What to do when you can't do
In 2014 a series experiments emanating from Harvard (Guardian, 2014) showed that people would rather administer themselves electric shocks than be left alone with their thoughts. In 11 separate studies people, from different ages and backgrounds were asked to sit alone just to think for up to 15 minutes with only an electric shock machine for company. Within that time large amounts of people started to give themselves electric shocks. Of course, there are many reasons for this, curiosity being one (interestingly more men than women tended to shock themselves, men are generally accepted to be more sensation seeking that women), but overwhelmingly the idea of being left alone with just their thoughts proved too much for many who instead sought distraction in pain.
So why raise this? Well we in education suddenly find ourselves in a position where we can no longer do as we have always done. Teachers in the main tend to be doers and fixers. Our day is comprised of rushing through hundreds of timetabled interactions, intervening, altering, controlling every minute of the day. And suddenly this has fallen away in its old format leaving us very much with our own thoughts and an inability to do as we have always done.
So, what do we do when we can no longer do? How to we keep ourselves healthy and settled when all of the strategies and rhythms of the life we have lived with change? When it’s just us and we need to actively construct the system rather than move and react to a system imposed upon us.
Well here are a few thoughts…..
Meditate
Meditation or mindfulness has become a panacea for the mental health movement and can at times be seen as something that is there to remedy an aching mind. However, meditation is a practice, just as eating five a day and doing at least three lots of exercise a week that oils your engine and brings you back into balance. It is a place to rest. A small window just to allow yourself not to have to think. It is 10 minutes a day and it is certainly not just about suddenly becoming zen!

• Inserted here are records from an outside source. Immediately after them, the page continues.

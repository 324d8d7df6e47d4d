//! Dashboard command handler.
//!
//! Resolves configuration from the config file and CLI flags, then runs either
//! the TUI or the JSON stream.

use std::path::PathBuf;
use std::time::Duration;

use anyhow::{Context, Result};
use clap::{value_parser, Arg, ArgAction, ArgMatches, Command};

use crate::core::config::{DashboardConfig, ProcessBackend};
use crate::core::system_monitor::{MetricsRuntime, TemperatureMode};
use crate::ui::monitor_tui::run_monitor_app;

/// Command-line interface definition
pub fn build_cli() -> Command {
    Command::new("sysdash")
        .version(env!("CARGO_PKG_VERSION"))
        .about("Live terminal dashboard for network, process and temperature metrics")
        .arg(
            Arg::new("fahrenheit")
                .short('f')
                .long("fahrenheit")
                .help("Show temperatures in Fahrenheit")
                .action(ArgAction::SetTrue),
        )
        .arg(
            Arg::new("exclude")
                .short('x')
                .long("exclude")
                .value_name("IFACE")
                .help("Leave an interface out of the network totals (repeatable)")
                .action(ArgAction::Append),
        )
        .arg(
            Arg::new("ps")
                .long("ps")
                .help("Read processes from fixed-column `ps` output instead of sysinfo")
                .action(ArgAction::SetTrue),
        )
        .arg(
            Arg::new("json")
                .long("json")
                .help("Print the dashboard state as JSON once per second instead of the TUI")
                .action(ArgAction::SetTrue),
        )
        .arg(
            Arg::new("config")
                .short('c')
                .long("config")
                .value_name("PATH")
                .help("Path to a JSON config file")
                .value_parser(value_parser!(PathBuf)),
        )
}

/// Build the effective configuration: file values first, then CLI overrides.
pub fn resolve_config(matches: &ArgMatches) -> Result<DashboardConfig> {
    let mut config = match matches.get_one::<PathBuf>("config") {
        Some(path) => DashboardConfig::load_from(path),
        None => DashboardConfig::load().context("Failed to load configuration")?,
    };

    if matches.get_flag("fahrenheit") {
        config.temperature_mode = TemperatureMode::Fahrenheit;
    }

    if matches.get_flag("ps") {
        config.process_backend = ProcessBackend::Ps;
    }

    if let Some(excluded) = matches.get_many::<String>("exclude") {
        config.excluded_interfaces = excluded.cloned().collect();
    }

    config.validate()?;
    Ok(config)
}

/// Execute the dashboard command
pub fn execute(matches: &ArgMatches) -> Result<()> {
    let json_output = matches.get_flag("json");

    if json_output {
        crate::init_logging();
    } else {
        let log_path = DashboardConfig::log_path()?;
        crate::init_file_logging(&log_path)
            .with_context(|| format!("Failed to open log file {:?}", log_path))?;
    }

    let config = resolve_config(matches)?;
    log::info!("Starting dashboard with {:?}", config);

    if json_output {
        return run_json_output(&config);
    }

    run_monitor_app(&config).context("Failed to run dashboard")
}

/// Print the published state as one JSON document per second (for scripting)
fn run_json_output(config: &DashboardConfig) -> Result<()> {
    let runtime = MetricsRuntime::new(config)?;

    loop {
        std::thread::sleep(Duration::from_secs(1));
        let line = runtime.gate.read(|state| serde_json::to_string(state))?;
        println!("{}", line);
    }
}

Imagine you are walking along a road and you fall in a hole, if you are not very physically strong or nimble you will stay in that hole for a while, wandering round it, worrying about being in the hole, catastrophising about never again leaving this crevice. Eventually you will be able to climb out, with much effort, but may then go and fall in the next hole in the road.
This metaphor encapsulates our thought patterns. We trundle along life constantly falling into holes of our thoughts, ruminating and caught up in them, often catastrophising and worrying. Meditation is the practice of realising we are in the hole and getting out of it. We may fall into the next hole still (indeed we definitely will) but with practice meditation will allow us to jump out of the holes quicker – before they become the mental life we live in – down in the hole.
What I am trying to say is that meditation helps us understand our minds better – it’s a journey, but often not a comfortable one so when you start, don’t have an electric shock machine next to you!
Pro-activity and connection
Often when we find ourselves more isolated, the fears of being forgotten, out of the loop, not really wanted can creep in. When others aren’t physically around to pass our classroom, bump into in the staffroom, meet after school we can think we are alone. We aren’t, it is just that often takes one person to catalyse the interactions. I have seen this with my son this week, not wanting to initiate a video call with friends, feeling silly or not able to reach out in case he is rejected. These are thoughts and not the reality. We all are part of the tribe and it is at times like these we need to actively connect rather than await the passive connection. I am sure many of you have spoken to people you have not been in touch with for a while this week. Continue to actively set this up and proactively get involved, you and the tribe will feel the uplift and bond from every small action.
Anchor yourself
Remember what is real and what is the whirlwind of fear. You know this deep-down; it is about connecting with this. Social media triggers every one of our evolved fear responses, it screams at us to do something, to feel something, to be something. You do not need to do, or feel or be anything other than what you are right now. Whatever arises you will deal with and anchoring yourself to what you know (rather than impulsively in the moment feel) is important right now. Listen to your truth, not the storm raging out there.
Control and Impermanence
This final point relates to my book The Trust Revolution in Schools (out in July!) all of this is about letting go of control. If I had said to you at the end of January that by the end of March there would be no flights, no pubs or restaurants open and all the schools would be closed you would have thought I was quite mad. But here we are. Control of anything is an illusion. We set up these ideas because it gives us a sense of being in charge and having stability. Which is also an illusion that we all buy in to. That artifice has been laid bare of late. But that’s ok because now we don’t have to control it all, but instead just go with it. Trying to predict, put down future markers, be definite about plans is futile and creates frustration and worry. In the words of Elsa – let it go! All this is impermanent and will change again so soon, how and where we don’t know. That’s the adventure we are all on now, think of the stories we will have to tell!